> **ASSIGNMENT**
Each record must be retyped in full. No character may differ.

> **INFORMATION**

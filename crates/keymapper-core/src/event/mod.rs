// Keymapper Event Handling
// Per-device remapping workers

pub mod worker;

pub use worker::{RemapWorker, WorkerError, WorkerExit, WorkerState, EVENT_LOG_TARGET};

> **EXERCISE RESPONSE**
filename crates/keymapper-core/src/event/mod.rs
// Keymapper Event Handling
// Per-device remapping workers

pub mod worker;

pub use worker::{RemapWorker, WorkerError, WorkerExit, WorkerState, EVENT_LOG_TARGET};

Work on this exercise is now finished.